Big-budget flops are par of the course of any cinematic season, but Sahara feels like something of a watershed moment; it might have been the franchise opener for a series of blockbusters featuring Clive Cussler’s character Dirk Pitt, played here with swashbuckling elan by Matthew McConaughey. But Breck Eisner’s film didn’t float many boats in 2015, which is a pity because it’s a fun is preposterous yarn. Presumably the books have less of the cheesy plotting here; watching Pitt rescue a damsel in distress via the World Health Organisation’s Penelope Cruz, then spar with William H Macy over rescuing Africa from toxic waster spill, there’s a sense of white-saviour overdrive that never takes a break. But Sahara’s big action set pieces, great locations, rousing score and general old-school professionalism make it a nice alternative to the computer-generated murk that followed. If it’s the comedy relief that drags it down (Steve Zahn), Sahara has weathered the years far better than much of 2005 other offerings (Stealth, V for Vendetta, XXX State of the Union, Aeon Flux)

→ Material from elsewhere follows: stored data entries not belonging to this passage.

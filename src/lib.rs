pub mod activity;
pub mod analysis;
pub mod args;
pub mod config;
pub mod error;
pub mod loader;
pub mod source;
pub mod stats;
pub mod utils;

pub use activity::find_most_active;
pub use analysis::{analyze_cookie_log, print_most_active};
pub use args::Args;
pub use config::{LogConfig, LogLevel, RunConfig};
pub use error::{Error, FormatError};
pub use loader::{load, load_all, parse_log, LogEntry};
pub use source::{LogSource, TextSource};
pub use stats::FrequencyTable;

Ruben Fleischer’s comic-book thriller didn’t thrill critics, but audiences didn’t seem to care; the package was right for Venom, even if the film falls somewhat short. Tom Hardy is an ideal lead; often disguised in pivotal supporting roles, he’s an actor who hasn’t yet been fully exposed to the public, and has a certain mystique. That mystique vanishes quickly in venom, where he’s required to play an ordinary Joe called Eddie Brock, then forces him to mug like jerry Lewis once he shares his body with a alien creature. Venom takes almost an hour to get into gear, and the long slow burn does have some interest. Once the title character appears, Hardy steps out of the limelight to allow the CGI to perform, and Fleischer’s film is a straight-up superhero product. It’s never a good sign when the trailer shows the film’s final scene in detail; wasting talent like Jenny Slate and Michelle Williams, Venom is a silly, childish film that’s kind of endearing for it’s daftness. While not a good film, it’s easy to see why popcorn-fanatics would still dig this kind of nonsense.
Leigh Whannell’s work on the Saw and Insidious franchise gave him a cult appeal; with Upgrade, he proved that he can mix it with the big boys, making over $50 million Stateside on a tiny budget. Logan Marshall-Green stars as Grey Trace, who is involved in an accident with a driverless car and gets an upgrade on his body; Eron Keen (Harrison Gilbertson), an eccentric tech-billionaire, persuades Grey to test out an innovative augmented body which gives him incredible strength, and sets him on a path to revenge those who he believes caused the accident. The nature of the Upgrade of the title is fun to watch, as Grey nimbly skips from his wheelchair to literally rip thugs apart; it’s a vigilante fantasy, but it’s done with wit and verve, and the twists and turns are fun to follow. Whannell has been one to watch for a while; Upgrade in a hard-core proof of concept that indicates he’s an A-List film-maker from now on.